Duvernay Energy Assets
Duvernay Energy will be positioned with unparalleled pure-play exposure to the prolific Kaybob Duvernay resource play. Duvernay Energy’s assets will be primarily located in the volatile oil region.
In addition to the Company’s existing joint venture assets, Duvernay Energy has exposure to ~46,000 acres of 100% working interest operated lands contiguous to its existing Duvernay assets. This acreage includes new lands strategically acquired by Athabasca through Crown land sales over the last 18 months and Cenovus’s contribution of Kaybob acreage. In total, Duvernay Energy will have exposure to ~200,000 gross acres in the liquids rich and oil windows with ~500 gross future well locations.

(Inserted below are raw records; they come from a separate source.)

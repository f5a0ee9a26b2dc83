use std::fmt;
use std::str::FromStr;

use super::DomainError;

#[derive(Debug, Clone, Copy, PartialEq, Eq, Hash)]
pub enum Category {
    Web,
    Crypto,
    Forensics,
    Osint,
    Reverse,
    Misc,
}

impl Category {
    pub const ALL: [Category; 6] = [
        Self::Web,
        Self::Crypto,
        Self::Forensics,
        Self::Osint,
        Self::Reverse,
        Self::Misc,
    ];

    pub fn as_str(self) -> &'static str {
        match self {
            Self::Web => "Web",
            Self::Crypto => "Crypto",
            Self::Forensics => "Forensics",
            Self::Osint => "OSINT",
            Self::Reverse => "Reverse",
            Self::Misc => "Misc",
        }
    }
}

impl fmt::Display for Category {
    fn fmt(&self, f: &mut fmt::Formatter<'_>) -> fmt::Result {
        f.write_str(self.as_str())
    }
}

impl FromStr for Category {
    type Err = DomainError;

    fn from_str(s: &str) -> Result<Self, Self::Err> {
        Self::ALL
            .into_iter()
            .find(|c| c.as_str().eq_ignore_ascii_case(s.trim()))
            .ok_or_else(|| DomainError::UnknownCategory(s.to_string()))
    }
}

The assets are serviced by existing infrastructure including two operated oil batteries with a gas pipeline network connected to both the Pembina Gas Infrastructure KA facility and the Keyera Simonette facility. Liquids are directly connected to the Pembina Peace liquids system. Duvernay Energy will also own an 8.1% working interest in the 7-4-63-16W5 gas facility.
Current production from Duvernay Energy is ~2,000 boe/d (~75% Liquids) with a defined and self-funded development plan outlined in the section below.
Duvernay Energy Land Map
Duvernay Energy Development Plans
Duvernay Energy’s development plans will leverage off significant de-risking activity on its acreage (74 horizontal wells) and on adjacent competitor activity. Duvernay Energy will execute a self-funded development plan that will target growth to ~25,000 boe/d (~75% Liquids) in the late 2020s with an inventory to support a stable production profile thereafter for approximately twenty years.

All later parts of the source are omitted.